[Recorded information — start]

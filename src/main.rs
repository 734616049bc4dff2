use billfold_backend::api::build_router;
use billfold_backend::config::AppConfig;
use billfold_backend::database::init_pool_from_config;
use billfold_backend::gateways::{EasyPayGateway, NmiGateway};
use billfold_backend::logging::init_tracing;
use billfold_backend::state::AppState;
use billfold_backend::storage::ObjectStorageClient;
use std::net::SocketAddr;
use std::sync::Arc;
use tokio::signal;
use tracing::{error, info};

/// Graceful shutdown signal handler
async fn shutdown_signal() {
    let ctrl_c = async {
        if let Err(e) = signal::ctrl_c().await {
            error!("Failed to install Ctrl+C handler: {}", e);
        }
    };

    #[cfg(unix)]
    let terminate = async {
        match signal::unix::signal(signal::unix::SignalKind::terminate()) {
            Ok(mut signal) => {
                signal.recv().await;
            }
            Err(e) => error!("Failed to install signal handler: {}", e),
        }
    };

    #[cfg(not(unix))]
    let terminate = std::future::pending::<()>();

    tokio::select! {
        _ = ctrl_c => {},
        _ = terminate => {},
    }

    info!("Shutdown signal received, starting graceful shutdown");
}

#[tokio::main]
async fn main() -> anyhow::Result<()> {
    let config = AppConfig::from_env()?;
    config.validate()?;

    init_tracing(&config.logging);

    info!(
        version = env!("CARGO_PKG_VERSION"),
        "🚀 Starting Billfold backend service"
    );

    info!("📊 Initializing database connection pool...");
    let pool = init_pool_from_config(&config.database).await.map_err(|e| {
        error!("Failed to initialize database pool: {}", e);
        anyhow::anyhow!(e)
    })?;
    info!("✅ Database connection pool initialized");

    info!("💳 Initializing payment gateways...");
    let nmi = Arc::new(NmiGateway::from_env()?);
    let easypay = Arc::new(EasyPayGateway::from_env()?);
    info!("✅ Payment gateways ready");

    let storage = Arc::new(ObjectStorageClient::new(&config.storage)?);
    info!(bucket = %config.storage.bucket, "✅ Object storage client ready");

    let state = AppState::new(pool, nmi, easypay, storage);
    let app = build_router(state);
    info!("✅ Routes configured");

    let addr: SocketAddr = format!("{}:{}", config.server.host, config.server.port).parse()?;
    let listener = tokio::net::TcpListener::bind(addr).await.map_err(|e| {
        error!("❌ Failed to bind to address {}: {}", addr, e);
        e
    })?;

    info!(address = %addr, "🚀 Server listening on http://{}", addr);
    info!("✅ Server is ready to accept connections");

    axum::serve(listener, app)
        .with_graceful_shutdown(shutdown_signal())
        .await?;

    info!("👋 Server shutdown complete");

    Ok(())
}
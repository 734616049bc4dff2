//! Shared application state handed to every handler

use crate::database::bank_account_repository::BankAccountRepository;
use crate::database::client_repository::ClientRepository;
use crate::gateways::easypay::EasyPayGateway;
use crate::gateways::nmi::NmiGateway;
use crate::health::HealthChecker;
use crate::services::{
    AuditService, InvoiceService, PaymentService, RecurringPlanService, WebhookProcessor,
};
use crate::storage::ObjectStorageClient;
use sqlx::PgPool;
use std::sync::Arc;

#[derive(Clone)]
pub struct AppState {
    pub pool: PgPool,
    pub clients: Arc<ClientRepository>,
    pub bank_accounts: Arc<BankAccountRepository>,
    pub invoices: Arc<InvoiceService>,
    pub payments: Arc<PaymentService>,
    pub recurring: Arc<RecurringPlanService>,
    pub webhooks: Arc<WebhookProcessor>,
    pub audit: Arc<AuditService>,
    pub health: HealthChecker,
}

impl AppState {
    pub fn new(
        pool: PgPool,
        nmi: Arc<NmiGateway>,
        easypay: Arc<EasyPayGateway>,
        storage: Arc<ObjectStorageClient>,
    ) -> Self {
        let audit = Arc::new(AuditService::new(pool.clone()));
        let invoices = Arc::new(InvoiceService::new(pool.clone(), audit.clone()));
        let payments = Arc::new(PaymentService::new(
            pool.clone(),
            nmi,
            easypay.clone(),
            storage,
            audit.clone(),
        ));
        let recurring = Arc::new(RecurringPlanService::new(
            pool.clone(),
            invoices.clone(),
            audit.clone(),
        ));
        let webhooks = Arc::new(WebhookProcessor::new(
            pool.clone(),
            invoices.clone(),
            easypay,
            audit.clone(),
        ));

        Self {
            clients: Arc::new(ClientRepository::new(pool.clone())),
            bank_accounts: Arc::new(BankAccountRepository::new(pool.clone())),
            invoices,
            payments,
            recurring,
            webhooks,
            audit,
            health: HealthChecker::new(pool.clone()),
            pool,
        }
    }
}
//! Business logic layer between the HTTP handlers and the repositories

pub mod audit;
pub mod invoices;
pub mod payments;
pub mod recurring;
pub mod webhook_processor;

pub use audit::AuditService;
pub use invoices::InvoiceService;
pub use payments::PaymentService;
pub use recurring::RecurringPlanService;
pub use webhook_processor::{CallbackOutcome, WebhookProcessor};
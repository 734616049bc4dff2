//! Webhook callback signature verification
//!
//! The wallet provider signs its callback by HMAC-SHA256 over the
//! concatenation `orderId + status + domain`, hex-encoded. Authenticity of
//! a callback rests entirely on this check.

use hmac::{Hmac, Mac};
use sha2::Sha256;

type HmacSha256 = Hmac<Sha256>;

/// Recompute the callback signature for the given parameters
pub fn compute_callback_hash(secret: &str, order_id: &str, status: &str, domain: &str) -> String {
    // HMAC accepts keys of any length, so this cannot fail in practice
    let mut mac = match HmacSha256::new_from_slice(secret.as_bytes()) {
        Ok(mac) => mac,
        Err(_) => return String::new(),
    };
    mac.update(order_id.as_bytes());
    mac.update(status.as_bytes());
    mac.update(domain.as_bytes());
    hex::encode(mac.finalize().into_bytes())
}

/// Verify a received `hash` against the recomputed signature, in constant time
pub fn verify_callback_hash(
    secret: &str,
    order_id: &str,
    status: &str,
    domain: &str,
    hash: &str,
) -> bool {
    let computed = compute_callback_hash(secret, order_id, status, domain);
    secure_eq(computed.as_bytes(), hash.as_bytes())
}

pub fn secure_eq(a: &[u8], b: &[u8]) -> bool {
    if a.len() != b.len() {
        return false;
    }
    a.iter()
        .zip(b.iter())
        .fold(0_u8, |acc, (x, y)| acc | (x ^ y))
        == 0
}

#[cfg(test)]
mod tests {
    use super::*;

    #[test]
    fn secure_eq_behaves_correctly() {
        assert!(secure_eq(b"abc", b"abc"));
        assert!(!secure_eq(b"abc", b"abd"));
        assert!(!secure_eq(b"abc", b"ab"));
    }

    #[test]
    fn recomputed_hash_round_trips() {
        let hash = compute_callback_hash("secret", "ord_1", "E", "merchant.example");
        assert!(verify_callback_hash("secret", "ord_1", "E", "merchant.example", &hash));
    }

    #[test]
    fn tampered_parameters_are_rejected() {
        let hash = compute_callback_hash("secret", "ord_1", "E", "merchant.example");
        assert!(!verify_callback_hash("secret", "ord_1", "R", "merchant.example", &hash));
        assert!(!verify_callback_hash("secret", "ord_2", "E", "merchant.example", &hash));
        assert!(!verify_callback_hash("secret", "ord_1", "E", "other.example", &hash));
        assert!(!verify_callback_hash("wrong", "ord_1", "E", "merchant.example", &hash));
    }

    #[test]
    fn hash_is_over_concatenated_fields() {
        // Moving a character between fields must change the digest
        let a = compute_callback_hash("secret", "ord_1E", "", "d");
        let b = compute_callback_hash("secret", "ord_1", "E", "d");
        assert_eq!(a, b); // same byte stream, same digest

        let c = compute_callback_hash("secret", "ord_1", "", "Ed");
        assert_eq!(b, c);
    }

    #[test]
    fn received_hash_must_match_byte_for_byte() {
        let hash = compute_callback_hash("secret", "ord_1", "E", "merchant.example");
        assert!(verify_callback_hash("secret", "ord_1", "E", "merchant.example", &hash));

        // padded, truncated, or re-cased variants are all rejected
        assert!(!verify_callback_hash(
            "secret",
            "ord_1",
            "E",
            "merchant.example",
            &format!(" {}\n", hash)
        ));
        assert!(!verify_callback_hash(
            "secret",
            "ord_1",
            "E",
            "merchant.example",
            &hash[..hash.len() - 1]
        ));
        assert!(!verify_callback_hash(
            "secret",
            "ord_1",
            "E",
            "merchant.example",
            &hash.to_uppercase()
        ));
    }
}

[Recorded information — finish]

Work to be completed ->
When the word "Failed" appears in a line of the data, that line is counted; report the number only.

Answer for this exercise ->
4